What’s more, 32 percent of teen girls who said they felt bad about their bodies said Instagram made them feel worse. Facebook also found that 14 percent of American boys said Instagram made them feel worse about themselves.

While Facebook concluded that a large percentage of teens aren’t negatively affected by Instagram, the features that the social media company identified as the most harmful are part of its key makeup.

Following the company line, Davis argued that Facebook has policies against sex trafficking, and revealed plans the social media giant has in place to better protect young people online – for example, making sure the accounts of new Instagram users 16 or younger are set up as private by default. As if those younger users can’t figure out how to go into their settings and change it.

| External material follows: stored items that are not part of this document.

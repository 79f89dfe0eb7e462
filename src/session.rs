//! Session registry: who is waiting for a move, and which groups are recruiting.
//!
//! The registry is the only place that decides whether a participant is
//! "already in a game". A participant holds at most one [`AwaitSlot`] at a
//! time and a group has at most one open [`GroupInbox`]. Both handles release
//! their registry entry when dropped, so an abandoned or timed-out session
//! never leaves a stale claim behind.

use crate::games::rps::Choice;
use crate::transport::{ChatId, InboundMessage, UserId};
use std::collections::HashMap;
use std::sync::atomic::{AtomicU64, Ordering};
use std::sync::{Arc, PoisonError, RwLock, Weak};
use tokio::sync::{mpsc, oneshot};
use tracing::{debug, info, instrument, warn};

/// Buffered group messages per recruiting session; excess messages are dropped.
const GROUP_INBOX_CAPACITY: usize = 32;

/// Result of [`SessionRegistry::deliver`].
#[derive(Debug, Clone, Copy, PartialEq, Eq)]
pub enum Delivery {
    /// The choice was handed to the waiting session and the slot removed.
    Delivered,
    /// The participant has no open slot.
    NoSuchSlot,
}

/// Result of [`SessionRegistry::forward`].
#[derive(Debug, Clone, Copy, PartialEq, Eq)]
pub enum Forward {
    /// The message was queued for the recruiting session.
    Delivered,
    /// The group has no recruiting session.
    NoSuchGroup,
}

/// The participant already has an open move slot.
#[derive(Debug, Clone, Copy, PartialEq, Eq)]
pub struct AlreadyClaimed;

/// The group already has a recruiting session.
#[derive(Debug, Clone, Copy, PartialEq, Eq)]
pub struct AlreadyOpen;

/// Why a two-player claim was refused. Checked in declaration order.
#[derive(Debug, Clone, Copy, PartialEq, Eq)]
pub enum PairConflict {
    /// The game creator holds an open move slot elsewhere.
    CreatorBusy,
    /// The joining participant holds an open move slot elsewhere.
    PartnerBusy,
    /// The joining participant cannot be reached privately.
    PartnerUnreachable,
}

/// The session owning an [`AwaitSlot`] went away before a choice arrived.
#[derive(Debug, Clone, Copy, PartialEq, Eq)]
pub struct SlotClosed;

#[derive(Debug)]
struct PendingMove {
    ticket: u64,
    tx: oneshot::Sender<Choice>,
}

#[derive(Debug)]
struct OpenGroup {
    ticket: u64,
    tx: mpsc::Sender<InboundMessage>,
}

type MoveMap = RwLock<HashMap<UserId, PendingMove>>;
type GroupMap = RwLock<HashMap<ChatId, OpenGroup>>;

/// Process-wide registry of pending moves and recruiting groups.
///
/// Cheap to clone; clones share state.
#[derive(Debug, Clone, Default)]
pub struct SessionRegistry {
    moves: Arc<MoveMap>,
    groups: Arc<GroupMap>,
    tickets: Arc<AtomicU64>,
}

impl SessionRegistry {
    /// Creates an empty registry.
    #[instrument]
    pub fn new() -> Self {
        info!("Creating session registry");
        Self::default()
    }

    fn next_ticket(&self) -> u64 {
        self.tickets.fetch_add(1, Ordering::Relaxed)
    }

    /// Claims a move slot for `participant`.
    ///
    /// Fails if the participant already has one. The check and the insert
    /// happen under one write lock.
    #[instrument(skip(self))]
    pub fn try_claim(&self, participant: UserId) -> Result<AwaitSlot, AlreadyClaimed> {
        let mut moves = self.moves.write().unwrap_or_else(PoisonError::into_inner);
        if moves.contains_key(&participant) {
            debug!(participant, "Participant already holds a move slot");
            return Err(AlreadyClaimed);
        }
        let slot = self.insert_slot(&mut moves, participant);
        info!(participant, ticket = slot.ticket, "Move slot claimed");
        Ok(slot)
    }

    /// Claims move slots for both players of a group game in one critical
    /// section.
    ///
    /// `partner_reachable` is evaluated while the lock is held, after both
    /// busy checks; nothing is claimed unless every check passes.
    #[instrument(skip(self, partner_reachable))]
    pub fn try_claim_pair(
        &self,
        creator: UserId,
        partner: UserId,
        partner_reachable: impl FnOnce() -> bool,
    ) -> Result<(AwaitSlot, AwaitSlot), PairConflict> {
        let mut moves = self.moves.write().unwrap_or_else(PoisonError::into_inner);
        if moves.contains_key(&creator) {
            return Err(PairConflict::CreatorBusy);
        }
        if creator == partner || moves.contains_key(&partner) {
            return Err(PairConflict::PartnerBusy);
        }
        if !partner_reachable() {
            return Err(PairConflict::PartnerUnreachable);
        }
        let creator_slot = self.insert_slot(&mut moves, creator);
        let partner_slot = self.insert_slot(&mut moves, partner);
        info!(creator, partner, "Move slots claimed for both players");
        Ok((creator_slot, partner_slot))
    }

    fn insert_slot(
        &self,
        moves: &mut HashMap<UserId, PendingMove>,
        participant: UserId,
    ) -> AwaitSlot {
        let ticket = self.next_ticket();
        let (tx, rx) = oneshot::channel();
        moves.insert(participant, PendingMove { ticket, tx });
        AwaitSlot {
            participant,
            ticket,
            rx: Some(rx),
            moves: Arc::downgrade(&self.moves),
        }
    }

    /// Returns `true` if `participant` currently holds a move slot.
    #[instrument(skip(self))]
    pub fn has_slot(&self, participant: UserId) -> bool {
        self.moves
            .read()
            .unwrap_or_else(PoisonError::into_inner)
            .contains_key(&participant)
    }

    /// Hands `choice` to the session waiting on `participant`'s slot and
    /// removes the slot. Exactly one delivery per claim succeeds.
    #[instrument(skip(self))]
    pub fn deliver(&self, participant: UserId, choice: Choice) -> Delivery {
        let pending = self
            .moves
            .write()
            .unwrap_or_else(PoisonError::into_inner)
            .remove(&participant);

        match pending {
            Some(pending) => match pending.tx.send(choice) {
                Ok(()) => {
                    info!(participant, %choice, "Move delivered");
                    Delivery::Delivered
                }
                Err(_) => {
                    warn!(participant, "Move slot had no listener");
                    Delivery::NoSuchSlot
                }
            },
            None => Delivery::NoSuchSlot,
        }
    }

    /// Removes `participant`'s slot without delivering. The waiting session
    /// observes [`SlotClosed`].
    #[instrument(skip(self))]
    pub fn release(&self, participant: UserId) {
        let removed = self
            .moves
            .write()
            .unwrap_or_else(PoisonError::into_inner)
            .remove(&participant);
        if removed.is_some() {
            info!(participant, "Move slot released");
        }
    }

    /// Opens a recruiting session for `group`.
    #[instrument(skip(self))]
    pub fn open_group(&self, group: ChatId) -> Result<GroupInbox, AlreadyOpen> {
        let mut groups = self.groups.write().unwrap_or_else(PoisonError::into_inner);
        if groups.contains_key(&group) {
            debug!(group, "Group already has an open game");
            return Err(AlreadyOpen);
        }
        let ticket = self.next_ticket();
        let (tx, rx) = mpsc::channel(GROUP_INBOX_CAPACITY);
        groups.insert(group, OpenGroup { ticket, tx });
        info!(group, ticket, "Group opened");
        Ok(GroupInbox {
            group,
            ticket,
            rx,
            groups: Arc::downgrade(&self.groups),
            closed: false,
        })
    }

    /// Returns `true` if `group` has a recruiting session.
    #[instrument(skip(self))]
    pub fn is_group_open(&self, group: ChatId) -> bool {
        self.groups
            .read()
            .unwrap_or_else(PoisonError::into_inner)
            .contains_key(&group)
    }

    /// Closes `group`'s recruiting session, whoever owns it.
    #[instrument(skip(self))]
    pub fn close_group(&self, group: ChatId) {
        let removed = self
            .groups
            .write()
            .unwrap_or_else(PoisonError::into_inner)
            .remove(&group);
        if removed.is_some() {
            info!(group, "Group closed");
        }
    }

    /// Queues `message` for `group`'s recruiting session without blocking.
    ///
    /// A full inbox drops the message.
    #[instrument(skip(self, message), fields(message_id = message.message_id()))]
    pub fn forward(&self, group: ChatId, message: InboundMessage) -> Forward {
        let groups = self.groups.read().unwrap_or_else(PoisonError::into_inner);
        let Some(open) = groups.get(&group) else {
            return Forward::NoSuchGroup;
        };
        match open.tx.try_send(message) {
            Ok(()) => Forward::Delivered,
            Err(mpsc::error::TrySendError::Full(_)) => {
                warn!(group, "Group inbox full, dropping message");
                Forward::Delivered
            }
            Err(mpsc::error::TrySendError::Closed(_)) => Forward::NoSuchGroup,
        }
    }
}

/// A claimed move slot. Await it with [`AwaitSlot::recv`].
///
/// Dropping the slot releases the registry entry if it still belongs to
/// this claim.
#[derive(Debug)]
pub struct AwaitSlot {
    participant: UserId,
    ticket: u64,
    rx: Option<oneshot::Receiver<Choice>>,
    moves: Weak<MoveMap>,
}

impl AwaitSlot {
    /// The participant this slot belongs to.
    pub fn participant(&self) -> UserId {
        self.participant
    }

    /// Waits for the participant's choice.
    ///
    /// Cancel-safe only in the sense that dropping the future drops the slot
    /// and releases the claim.
    pub async fn recv(mut self) -> Result<Choice, SlotClosed> {
        match self.rx.take() {
            Some(rx) => rx.await.map_err(|_| SlotClosed),
            None => Err(SlotClosed),
        }
    }
}

impl Drop for AwaitSlot {
    fn drop(&mut self) {
        let Some(moves) = self.moves.upgrade() else {
            return;
        };
        let mut moves = moves.write().unwrap_or_else(PoisonError::into_inner);
        if moves
            .get(&self.participant)
            .is_some_and(|pending| pending.ticket == self.ticket)
        {
            moves.remove(&self.participant);
            debug!(participant = self.participant, "Abandoned move slot released");
        }
    }
}

/// Receiving end of a group's recruiting session.
///
/// Dropping the inbox closes the group if it is still registered under this
/// session.
#[derive(Debug)]
pub struct GroupInbox {
    group: ChatId,
    ticket: u64,
    rx: mpsc::Receiver<InboundMessage>,
    groups: Weak<GroupMap>,
    closed: bool,
}

impl GroupInbox {
    /// The group this inbox belongs to.
    pub fn group(&self) -> ChatId {
        self.group
    }

    /// Waits for the next message forwarded to this group.
    pub async fn next(&mut self) -> Option<InboundMessage> {
        if self.closed {
            return None;
        }
        self.rx.recv().await
    }

    /// Removes the group from the registry so a new game can be opened there.
    ///
    /// Idempotent; later calls to [`GroupInbox::next`] return `None`.
    #[instrument(skip(self), fields(group = self.group))]
    pub fn close(&mut self) {
        if self.closed {
            return;
        }
        self.closed = true;
        self.rx.close();
        let Some(groups) = self.groups.upgrade() else {
            return;
        };
        let mut groups = groups.write().unwrap_or_else(PoisonError::into_inner);
        if groups
            .get(&self.group)
            .is_some_and(|open| open.ticket == self.ticket)
        {
            groups.remove(&self.group);
            info!(group = self.group, "Group closed");
        }
    }
}

impl Drop for GroupInbox {
    fn drop(&mut self) {
        self.close();
    }
}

Tennessee Republican Senator Marsha Blackburn hammered Davis over the sex trafficking angle:

Democrat Senator Ed Markey also grilled Davis over the research cited in the Wall Street Journal report.

He accused Facebook of exploiting the peer pressure among young people to be popular and endangering the emotional well-being of its young users. Comparing Facebook to Big Tobacco, Markey said the company is pushing a product that it knows is harmful to the health of young people.

Facebook recently put on hold its plans to launch “Instagram Kids,” a platform geared specifically for children under the age of thirteen.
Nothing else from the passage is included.